Warum nutzen Sie Homöopathie in Ihrer Praxis?

Ich habe meine Ausbildung zum Heilpraktiker an einer der renommiertesten Schulen in Bochum vornehmen können. Neben dem medizinischen Rüstzeug bekamen wir dabei auch Grundausbildungen in allen gängigen naturheilkundlichen Therapiemethoden. Bei der Frage, mit welcher Therapie wir auch chronische Erkrankungen kurativ behandeln könnten, boten sich mir dabei nur die TCM (traditionelle chinesische Medizin) und die Homöopathie an – beides sehr komplexe Konzepte. Ich entschied mich für Homöopathie.

Von der Homöopathie heißt es gerne, sie wirke nicht über den Placeboeffekt hinaus. Welche Erfahrungen haben Sie damit gemacht?

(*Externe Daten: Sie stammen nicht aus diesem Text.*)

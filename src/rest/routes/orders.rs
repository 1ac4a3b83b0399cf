// rest/routes/orders.rs — ShopFlow order endpoints and the tracking card.

use axum::{
    extract::{Path, Query, State},
    http::StatusCode,
    Extension, Json,
};
use serde::Deserialize;
use serde_json::{json, Value};

use super::{bad_request, internal_error, not_found, ApiError};
use crate::shopflow;
use crate::storage::TenantRow;
use crate::AppContext;

#[derive(Deserialize)]
pub struct CreateOrderRequest {
    pub title: String,
    pub quote_id: Option<String>,
    pub contact_id: Option<String>,
}

pub async fn create_order(
    State(ctx): State<AppContext>,
    Extension(tenant): Extension<TenantRow>,
    Json(body): Json<CreateOrderRequest>,
) -> Result<(StatusCode, Json<Value>), ApiError> {
    if body.title.trim().is_empty() {
        return Err(bad_request("title is required"));
    }
    if let Some(ref quote_id) = body.quote_id {
        if ctx
            .storage
            .get_quote(&tenant.id, quote_id)
            .await
            .map_err(internal_error)?
            .is_none()
        {
            return Err(bad_request("unknown quote_id"));
        }
    }
    if let Some(ref contact_id) = body.contact_id {
        if ctx
            .storage
            .get_contact(&tenant.id, contact_id)
            .await
            .map_err(internal_error)?
            .is_none()
        {
            return Err(bad_request("unknown contact_id"));
        }
    }

    let order = ctx
        .storage
        .create_order(
            &tenant.id,
            body.title.trim(),
            body.quote_id.as_deref(),
            body.contact_id.as_deref(),
        )
        .await
        .map_err(internal_error)?;
    ctx.broadcaster.broadcast(
        &tenant.id,
        "order.created",
        json!({ "order_id": order.id }),
    );
    Ok((StatusCode::CREATED, Json(json!({ "order": order }))))
}

#[derive(Deserialize)]
pub struct ListOrdersQuery {
    pub stage: Option<String>,
    pub limit: Option<i64>,
}

pub async fn list_orders(
    State(ctx): State<AppContext>,
    Extension(tenant): Extension<TenantRow>,
    Query(q): Query<ListOrdersQuery>,
) -> Result<Json<Value>, ApiError> {
    if let Some(ref stage) = q.stage {
        if !shopflow::is_valid_stage(stage) {
            return Err(bad_request(format!("unknown stage '{stage}'")));
        }
    }
    let orders = ctx
        .storage
        .list_orders(
            &tenant.id,
            q.stage.as_deref(),
            q.limit.unwrap_or(50).clamp(1, 200),
        )
        .await
        .map_err(internal_error)?;
    Ok(Json(json!({ "orders": orders })))
}

pub async fn get_order(
    State(ctx): State<AppContext>,
    Extension(tenant): Extension<TenantRow>,
    Path(id): Path<String>,
) -> Result<Json<Value>, ApiError> {
    match ctx
        .storage
        .get_order(&tenant.id, &id)
        .await
        .map_err(internal_error)?
    {
        Some(order) => Ok(Json(json!({ "order": order }))),
        None => Err(not_found("Order")),
    }
}

#[derive(Deserialize)]
pub struct UpdateOrderRequest {
    pub stage: String,
}

/// PATCH /api/v1/orders/{id} — stage moves. Staff can move in either
/// direction; only the stage name is validated.
pub async fn update_order(
    State(ctx): State<AppContext>,
    Extension(tenant): Extension<TenantRow>,
    Path(id): Path<String>,
    Json(body): Json<UpdateOrderRequest>,
) -> Result<Json<Value>, ApiError> {
    if !shopflow::is_valid_stage(&body.stage) {
        return Err(bad_request(format!("unknown stage '{}'", body.stage)));
    }
    let updated = ctx
        .storage
        .set_order_stage(&tenant.id, &id, &body.stage)
        .await
        .map_err(internal_error)?;
    if !updated {
        return Err(not_found("Order"));
    }
    let order = ctx
        .storage
        .get_order(&tenant.id, &id)
        .await
        .map_err(internal_error)?
        .ok_or_else(|| not_found("Order"))?;
    ctx.broadcaster.broadcast(
        &tenant.id,
        "order.updated",
        json!({ "order_id": order.id, "stage": order.stage }),
    );
    Ok(Json(json!({ "order": order })))
}

#[derive(Deserialize)]
pub struct AttachTrackingRequest {
    pub tracking_number: String,
}

/// POST /api/v1/orders/{id}/tracking — attach a carrier number; the poller
/// takes it from there.
pub async fn attach_tracking(
    State(ctx): State<AppContext>,
    Extension(tenant): Extension<TenantRow>,
    Path(id): Path<String>,
    Json(body): Json<AttachTrackingRequest>,
) -> Result<Json<Value>, ApiError> {
    let number = body.tracking_number.trim();
    if number.is_empty() {
        return Err(bad_request("tracking_number is required"));
    }
    let updated = ctx
        .storage
        .set_order_tracking_number(&tenant.id, &id, number)
        .await
        .map_err(internal_error)?;
    if !updated {
        return Err(not_found("Order"));
    }
    let order = ctx
        .storage
        .get_order(&tenant.id, &id)
        .await
        .map_err(internal_error)?
        .ok_or_else(|| not_found("Order"))?;
    Ok(Json(json!({ "order": order })))
}

/// GET /api/v1/orders/{id}/tracking — the tracking card: headline status
/// plus the event history, newest first.
pub async fn tracking_card(
    State(ctx): State<AppContext>,
    Extension(tenant): Extension<TenantRow>,
    Path(id): Path<String>,
) -> Result<Json<Value>, ApiError> {
    let Some(order) = ctx
        .storage
        .get_order(&tenant.id, &id)
        .await
        .map_err(internal_error)?
    else {
        return Err(not_found("Order"));
    };
    let events = ctx
        .storage
        .list_tracking_events(&order.id)
        .await
        .map_err(internal_error)?;
    Ok(Json(json!({
        "order_id": order.id,
        "tracking_number": order.tracking_number,
        "status": order.tracking_status,
        "eta": order.tracking_eta,
        "events": events,
    })))
}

Die Wirksamkeit zeigt sich immer wieder deutlich in der Praxis. Diese Erfahrung ist – als „interne Evidenz“ – eine wichtige Säule der evidenzbasierten Medizin (EBM) nach Definition von Prof. David Sackett . Nehmen wir beispielhaft einen Patienten, der über Jahre schon Vieles gegen seine Krankheit getan, dem aber nichts genutzt hat: Wenn dieser mithilfe der homöopathischen Behandlung unmittelbar eine signifikante, anhaltende Verbesserung erfährt, die man nicht durch naheliegende Einflüsse, wie günstige Witterung, weniger Pollenflug oder erfreuliche Nachrichten erklären kann, dann spricht Vieles für den heilsamen Einfluss der homöopathischen Arznei. Oder wenn ich zu Beginn der Behandlung ein oder zwei zum Beschwerdebild nicht passend gewählte Arzneien gebe und erst die nächste eine positive Reaktion erzeugt: Warum sollte eine Placebowirkung erst jetzt einsetzen? Die Beobachtung, dass eine fachgerechte homöopathische Behandlung in zahlreichen Fällen Linderung von Beschwerden oder womöglich Heilung zur Folge hat, ist regelmäßig in der Praxis zu sehen. Und mit dieser Wahrnehmung bin ich natürlich nicht allein. In den mehr als 200 Jahren ihres Bestehens hat sich die Homöopathie in zigtausenden gut dokumentierten Krankheitsfällen als hilfreich erwiesen. Kein Wunder also, dass auch die Patienten darauf zählen. Das zeigen auch Umfragen immer wieder. Im Übrigen sind diese Patientenpräferenzen die dritte Säule der EBM – sie steht für die Erfahrung der Patienten.

Wie ist die Studienlage zur Homöopathie?

Da gibt es zahlreiche gut gemachte Studien, die dem aktuellen Goldstandard der Wissenschaft entsprechen. Aus meiner Sicht zeigen dabei die Grundlagen- und die Versorgungsstudien die überzeugendsten Resultate. Für klinische Studien ist es, entsprechend dem streng individualisierenden Charakter der Homöopathie, etwas komplizierter, ein zielführendes Studiendesign zu entwickeln. Fasst man die Studienlage zusammen, zeigt diese eindeutig positive Anzeichen, die über den Placeboeffekt hinaus geht. Daran ändert das ständig wiederholte Narrativ der angeblichen Wirkungslosigkeit nichts. Informative Quellen hierzu finden sich auf den Webseiten des Homeopathy Research Institute in London und der Universität Bern.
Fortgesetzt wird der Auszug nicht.